Uma tradição de Hong Kong

O que é poonchoi? É uma refeição em que não há necessidade de mesa, nem de cadeiras, nem de pratos

NEM GOSTO muito de histórias de comida, sempre acho tudo muito, muito antigo, meio mentira, mas, vamos lá. Estamos na fase chinesa, leitores, lembrem-se.

Nos Novos Territórios de Hong Kong, principalmente nos rurais, há grupos que comem da mesma comida, uma tradição própria de que se orgulham. Uma delas é servir o poonchoi para celebrar casamentos, nascimentos, festas religiosas. E o que é o poonchoi? Uma refeição em que não há necessidade de mesa, nem de cadeiras, nem de pratos. As pessoas ficam de cócoras à volta de uma bacia de comida posta no chão e comem ali mesmo com seus hashis.

O ritual é o seguinte. Uma pessoa nomeada faz as compras, contrata ajudantes e cozinha. Compra barriga de porco, feijão, lulas e enguias secas. Comida de todo dia, fácil de achar e barata. Tempera bem e depois de cozinhar cada ingrediente coloca em recipientes diferentes.

Só na horinha de comer é que a comida é posta em camadas nas bacias. As mais baratas no fundo e as mais caras por cima. Imediatamente são mandadas para os grupos de oito a dez pessoas acompanhadas por arroz cozido no vapor.

Os convidados começam a comer, procurando as coisas de que mais gostam. Os convidados, tradicionalmente, eram homens de mais de 61 anos, para reforçar a ideia da maior importância masculina e da marginalidade das mulheres.

Depois de 1980, deu-se permissão a quem quisesse se reunir em torno da bacia -a reinvenção da tradição numa sociedade em mudança.

Interessante que não juntam à comida carne bovina, por gratidão aos bois que ajudam nas plantações, e nem pato, por terem bicos chatos dando impressão de tristeza, e nada de tristeza numa ocasião alegre.

Mas o poonchi, comida de roça, foi se transformando e ficou muito popular principalmente depois de 1980, quando apareceu em filme de um ator famoso. O filme abriu o apetite do pessoal da cidade que queria comer a comida rural. Daí para aparecerem restaurantes e bufês de poonchoi foi um passo.

E o poonchoi foi mudando de cara. Leva abalone seco, cogumelos secos, barbatanas de tubarão, "bêche de mer", que são importados de lugares como Austrália, Viet-nã, Coreia, México, Chile. Os ingredientes não são mais locais ou baratos. É uma receita global, com coisas exóticas, no melhor estilo fusion, satisfazendo os desejos do cliente e representando mudança, adaptação e inclusão. É a metrópole civilizada, a representação de uma sociedade evoluída. Comercializou-se, perdeu o caráter étnico. E daí?
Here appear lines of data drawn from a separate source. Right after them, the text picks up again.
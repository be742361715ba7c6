#![no_main]

use libfuzzer_sys::fuzz_target;

fuzz_target!(|data: &[u8]| {
    if data.len() > 2
    {
        let flags = fpng::CompressionFlags::from_bits_truncate(u32::from(data[0]));
        let channels = 3 + usize::from(data[1] & 1);
        let pixels = &data[2..];

        let width = (pixels.len() / channels).max(1);
        let pixels = &pixels[..(pixels.len() / channels) * channels];

        if pixels.is_empty()
        {
            return;
        }
        let png = fpng::encode(pixels, width, 1, channels, flags)
            .expect("Failed to encode a valid image");
        let decoded = fpng::decode(&png, channels).expect("Failed to decode our own output");

        assert!(
            decoded.pixels == pixels,
            "The decoded pixels don't match the original pixels"
        );
    }
});
//! Errors possible when decoding deflate/zlib streams
use alloc::string::String;
use core::fmt::{Debug, Display, Formatter};

/// A struct returned when decompression fails
///
/// No partially decoded data is carried, decoding either
/// produces the whole stream or nothing
pub struct InflateDecodeErrors
{
    /// reason why decompression fails
    pub error: DecodeErrorStatus
}

impl InflateDecodeErrors
{
    /// Create a new decode error wrapper
    pub fn new(error: DecodeErrorStatus) -> InflateDecodeErrors
    {
        InflateDecodeErrors { error }
    }
}

impl Debug for InflateDecodeErrors
{
    fn fmt(&self, f: &mut Formatter<'_>) -> core::fmt::Result
    {
        writeln!(f, "{:?}", self.error)
    }
}

impl Display for InflateDecodeErrors
{
    fn fmt(&self, f: &mut Formatter<'_>) -> core::fmt::Result
    {
        writeln!(f, "{:?}", self.error)
    }
}

#[cfg(feature = "std")]
impl std::error::Error for InflateDecodeErrors {}

impl From<DecodeErrorStatus> for InflateDecodeErrors
{
    fn from(error: DecodeErrorStatus) -> Self
    {
        InflateDecodeErrors::new(error)
    }
}

pub enum DecodeErrorStatus
{
    /// Input ended before the final block (or the zlib trailer) was read
    InsufficientData,
    Generic(&'static str),
    GenericStr(String),
    /// The stream violates the deflate format
    CorruptData(&'static str),
    /// limit, current
    OutputLimitExceeded(usize, usize),
    /// expected, found
    MismatchedAdler(u32, u32)
}

impl Debug for DecodeErrorStatus
{
    fn fmt(&self, f: &mut Formatter<'_>) -> core::fmt::Result
    {
        match self
        {
            Self::InsufficientData => writeln!(f, "Insufficient data"),
            Self::Generic(reason) => writeln!(f, "{reason}"),
            Self::GenericStr(reason) => writeln!(f, "{reason}"),
            Self::CorruptData(reason) => writeln!(f, "Corrupt data: {reason}"),
            Self::OutputLimitExceeded(limit, current) => writeln!(
                f,
                "Output limit exceeded, set limit was {limit} and output size is {current}"
            ),
            Self::MismatchedAdler(expected, found) =>
            {
                writeln!(f, "Mismatched Adler, expected {expected} but found {found}")
            }
        }
    }
}
//! Global Decoder options

/// Decoder options that are flags
#[derive(Copy, Debug, Clone)]
struct DecoderFlags {
    /// Whether the inflate step should confirm the adler trailer
    confirm_adler: bool,
    /// Whether the chunk parser should confirm chunk crc's
    confirm_crc:   bool,
    /// Whether the decoder should use platform specific intrinsics
    use_unsafe:    bool
}

impl Default for DecoderFlags {
    fn default() -> Self {
        DecoderFlags {
            confirm_adler: true,
            confirm_crc:   true,
            use_unsafe:    true
        }
    }
}

/// Decoder options
#[derive(Debug, Copy, Clone)]
pub struct DecoderOptions {
    /// Maximum width for which the decoder will
    /// not try to decode images larger than
    /// the specified width.
    ///
    /// - Default value: 1<<24
    max_width:  usize,
    /// Maximum height for which the decoder will not
    /// try to decode images larger than the
    /// specified height
    ///
    /// - Default value: 1<<24
    max_height: usize,
    flags:      DecoderFlags
}

impl Default for DecoderOptions {
    fn default() -> Self {
        Self {
            max_width:  1 << 24,
            max_height: 1 << 24,
            flags:      DecoderFlags::default()
        }
    }
}

impl DecoderOptions {
    /// Create the decoder with options that skip
    /// the crc and adler confirmations
    ///
    /// Corrupt chunks may then go unnoticed until the
    /// compressed stream itself fails to decode
    pub fn new_fast() -> DecoderOptions {
        DecoderOptions::default()
            .set_confirm_crc(false)
            .set_confirm_adler(false)
    }

    /// Get maximum width configured for which the decoder
    /// should not try to decode images greater than this width
    pub const fn get_max_width(&self) -> usize {
        self.max_width
    }
    /// Get maximum height configured for which the decoder should
    /// not try to decode images greater than this height
    pub const fn get_max_height(&self) -> usize {
        self.max_height
    }
    /// Return true if chunk crc's are confirmed
    pub const fn get_confirm_crc(&self) -> bool {
        self.flags.confirm_crc
    }
    /// Return true if the zlib adler trailer is confirmed
    pub const fn get_confirm_adler(&self) -> bool {
        self.flags.confirm_adler
    }
    /// Return true if the decoder should use unsafe
    /// routines where possible
    pub const fn get_use_unsafe(&self) -> bool {
        self.flags.use_unsafe
    }

    /// Set maximum width for which the decoder should not try
    /// decoding images greater than that width
    pub fn set_max_width(mut self, width: usize) -> Self {
        self.max_width = width;
        self
    }
    /// Set maximum height for which the decoder should not try
    /// decoding images greater than that height
    pub fn set_max_height(mut self, height: usize) -> Self {
        self.max_height = height;
        self
    }
    /// Whether chunk crc's should be confirmed
    pub fn set_confirm_crc(mut self, yes: bool) -> Self {
        self.flags.confirm_crc = yes;
        self
    }
    /// Whether the zlib adler trailer should be confirmed
    pub fn set_confirm_adler(mut self, yes: bool) -> Self {
        self.flags.confirm_adler = yes;
        self
    }
    /// Whether the decoder may use platform specific intrinsics
    ///
    /// Turning this off forces the scalar routines
    pub fn set_use_unsafe(mut self, yes: bool) -> Self {
        self.flags.use_unsafe = yes;
        self
    }
    /// Use the SSE4.1 code paths where possible
    ///
    /// This checks the capability probe first and returns
    /// false if the machine lacks support
    pub fn use_sse41(&self) -> bool {
        self.flags.use_unsafe && crate::cpu::capabilities_supported()
    }
}
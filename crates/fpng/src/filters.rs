//! Scanline filtering
//!
//! The encoder side picks a predictor per row and writes residuals,
//! the decoder side (in `de_filter`) reverses that.
use alloc::vec;
use alloc::vec::Vec;

use fpng_core::options::FilterStrategy;

pub(crate) use crate::filters::de_filter::{de_filter_row, paeth};
use crate::enums::FilterMethod;

mod de_filter;
mod sse4;

/// Compute the residuals of `current` under `method` into `out`
///
/// `prev_row` is the row above, all zeroes for the first row.
pub(crate) fn filter_row(
    method: FilterMethod, prev_row: &[u8], current: &[u8], components: usize, out: &mut [u8],
    use_sse41: bool
)
{
    let lead = components.min(current.len());

    match method
    {
        FilterMethod::None => out.copy_from_slice(current),
        FilterMethod::Sub =>
        {
            #[cfg(all(feature = "sse", any(target_arch = "x86", target_arch = "x86_64")))]
            {
                if use_sse41
                {
                    // SAFETY: use_sse41 is only set after the capability probe succeeded
                    unsafe { sse4::filter_sub_sse2(current, components, out) };
                    return;
                }
            }
            out[..lead].copy_from_slice(&current[..lead]);

            for i in lead..current.len()
            {
                out[i] = current[i].wrapping_sub(current[i - components]);
            }
        }
        FilterMethod::Up =>
        {
            #[cfg(all(feature = "sse", any(target_arch = "x86", target_arch = "x86_64")))]
            {
                if use_sse41
                {
                    // SAFETY: as above
                    unsafe { sse4::filter_up_sse2(prev_row, current, out) };
                    return;
                }
            }
            for ((o, x), b) in out.iter_mut().zip(current).zip(prev_row)
            {
                *o = x.wrapping_sub(*b);
            }
        }
        FilterMethod::Average =>
        {
            for i in 0..lead
            {
                out[i] = current[i].wrapping_sub(prev_row[i] >> 1);
            }
            for i in lead..current.len()
            {
                let a = current[i - components];
                let b = prev_row[i];

                out[i] = current[i].wrapping_sub((a & b) + ((a ^ b) >> 1));
            }
        }
        FilterMethod::Paeth =>
        {
            for i in 0..lead
            {
                out[i] = current[i].wrapping_sub(prev_row[i]);
            }
            for i in lead..current.len()
            {
                let predictor = paeth(
                    current[i - components],
                    prev_row[i],
                    prev_row[i - components]
                );
                out[i] = current[i].wrapping_sub(predictor);
            }
        }
    }
    #[cfg(not(all(feature = "sse", any(target_arch = "x86", target_arch = "x86_64"))))]
    let _ = use_sse41;
}

/// Sum of the residuals read as signed bytes, smaller compresses better
fn residual_cost(residuals: &[u8]) -> u64
{
    residuals
        .iter()
        .map(|x| u64::from((*x as i8).unsigned_abs()))
        .sum()
}

const fn candidates(strategy: FilterStrategy) -> &'static [FilterMethod]
{
    match strategy
    {
        FilterStrategy::Fast => &[FilterMethod::Sub, FilterMethod::Up],
        FilterStrategy::Adaptive => &FilterMethod::ALL,
        FilterStrategy::None => &[FilterMethod::None],
        FilterStrategy::Sub => &[FilterMethod::Sub],
        FilterStrategy::Up => &[FilterMethod::Up],
        FilterStrategy::Average => &[FilterMethod::Average],
        FilterStrategy::Paeth => &[FilterMethod::Paeth]
    }
}

/// Picks a predictor per row, keeping two scratch rows around
pub(crate) struct FilterSelector
{
    strategy:   FilterStrategy,
    components: usize,
    use_sse41:  bool,
    best:       Vec<u8>,
    trial:      Vec<u8>
}

impl FilterSelector
{
    pub fn new(
        strategy: FilterStrategy, row_bytes: usize, components: usize, use_sse41: bool
    ) -> FilterSelector
    {
        FilterSelector {
            strategy,
            components,
            use_sse41,
            best: vec![0; row_bytes],
            trial: vec![0; row_bytes]
        }
    }

    /// Choose the cheapest predictor for `current`, ties go to the
    /// earlier method in filter byte order.
    ///
    /// Returns the method and its residuals
    pub fn select(&mut self, prev_row: &[u8], current: &[u8]) -> (FilterMethod, &[u8])
    {
        let methods = candidates(self.strategy);

        let mut best_method = methods[0];

        filter_row(
            best_method,
            prev_row,
            current,
            self.components,
            &mut self.best,
            self.use_sse41
        );

        if methods.len() > 1
        {
            let mut best_cost = residual_cost(&self.best);

            for method in &methods[1..]
            {
                filter_row(
                    *method,
                    prev_row,
                    current,
                    self.components,
                    &mut self.trial,
                    self.use_sse41
                );
                let cost = residual_cost(&self.trial);

                if cost < best_cost
                {
                    best_cost = cost;
                    best_method = *method;
                    core::mem::swap(&mut self.best, &mut self.trial);
                }
            }
        }
        (best_method, &self.best)
    }
}

/// Filter a whole image, each row prefixed by its filter byte
pub(crate) fn filter_scanlines(
    data: &[u8], width: usize, height: usize, components: usize, strategy: FilterStrategy,
    use_sse41: bool
) -> Vec<u8>
{
    let row_bytes = width * components;
    let mut out = Vec::with_capacity((row_bytes + 1) * height);

    if row_bytes == 0
    {
        return out;
    }
    let zero_row = vec![0; row_bytes];
    let mut selector = FilterSelector::new(strategy, row_bytes, components, use_sse41);
    let mut prev_row: &[u8] = &zero_row;

    for current in data.chunks_exact(row_bytes).take(height)
    {
        let (method, residuals) = selector.select(prev_row, current);

        out.push(method.to_int());
        out.extend_from_slice(residuals);

        prev_row = current;
    }
    out
}

#[cfg(test)]
mod tests
{
    use alloc::vec;
    use alloc::vec::Vec;

    use fpng_core::options::FilterStrategy;

    use super::{de_filter_row, filter_row, filter_scanlines, FilterSelector};
    use crate::enums::FilterMethod;

    fn gradient(width: usize, height: usize, components: usize) -> Vec<u8>
    {
        (0..width * height * components)
            .map(|i| {
                let px = i / components;
                ((px % width) * 3 + (px / width) * 7 + (i % components) * 40) as u8
            })
            .collect()
    }

    #[test]
    fn filters_invert()
    {
        let prev: Vec<u8> = (0..60_u32).map(|x| (x * 13) as u8).collect();
        let current: Vec<u8> = (0..60_u32).map(|x| (x * 29 + 7) as u8).collect();

        for components in [3, 4]
        {
            for method in FilterMethod::ALL
            {
                for sse in [false, true]
                {
                    let sse = sse && fpng_core::cpu::capabilities_supported();
                    let mut residuals = vec![0; 60];
                    let mut restored = vec![0; 60];

                    filter_row(method, &prev, &current, components, &mut residuals, sse);
                    de_filter_row(method, &prev, &residuals, &mut restored, components, sse);

                    assert_eq!(restored, current, "{method:?}, {components} components");
                }
            }
        }
    }

    #[test]
    fn first_row_sees_zero_row()
    {
        let current = [10_u8, 20, 30, 11, 21, 31];
        let zero = [0_u8; 6];
        let mut selector = FilterSelector::new(FilterStrategy::Up, 6, 3, false);

        let (method, residuals) = selector.select(&zero, &current);

        assert_eq!(method, FilterMethod::Up);
        assert_eq!(residuals, &current);
    }

    #[test]
    fn ties_pick_earlier_method()
    {
        // a flat row costs the same under none/sub/up when the previous row matches
        let row = [0_u8; 12];
        let mut selector = FilterSelector::new(FilterStrategy::Adaptive, 12, 4, false);

        assert_eq!(selector.select(&row, &row).0, FilterMethod::None);

        let mut selector = FilterSelector::new(FilterStrategy::Fast, 12, 4, false);
        assert_eq!(selector.select(&row, &row).0, FilterMethod::Sub);
    }

    #[test]
    fn horizontal_gradient_prefers_sub()
    {
        let row: Vec<u8> = (0..30_u8).map(|x| x * 5).collect();
        let prev = [200_u8; 30];
        let mut selector = FilterSelector::new(FilterStrategy::Fast, 30, 3, false);

        assert_eq!(selector.select(&prev, &row).0, FilterMethod::Sub);
    }

    #[test]
    fn filtered_image_layout()
    {
        let (width, height) = (7, 5);
        let data = gradient(width, height, 3);

        for strategy in [FilterStrategy::Fast, FilterStrategy::Adaptive, FilterStrategy::Paeth]
        {
            let filtered = filter_scanlines(&data, width, height, 3, strategy, false);
            assert_eq!(filtered.len(), height * (width * 3 + 1));

            // undo it row by row
            let mut prev = vec![0; width * 3];
            for (row, expected) in filtered.chunks_exact(width * 3 + 1).zip(data.chunks_exact(width * 3))
            {
                let method = FilterMethod::from_int(row[0]).unwrap();
                let mut out = vec![0; width * 3];

                de_filter_row(method, &prev, &row[1..], &mut out, 3, false);
                assert_eq!(out, expected);
                prev = out;
            }
        }
    }
}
O poonchoi absorve num só prato (bacia) vários ingredientes, baratos ou caros. Tem gosto de exótico e de familiar. Comer de uma mesma panela permite que os amigos e membros da família reafirmem seus laços íntimos e sociais.

Hong Kong fabricou para si própria uma tradição nova no contexto urbano. E aqui? Uma galinhada mineira, por exemplo? Não é de bacia, mas arroz, galinha, quiabo, angu, bem que poderiam e podem estar no mesmo prato comido pela mesma tribo, não? E quem quiser interpretar, que fique à vontade.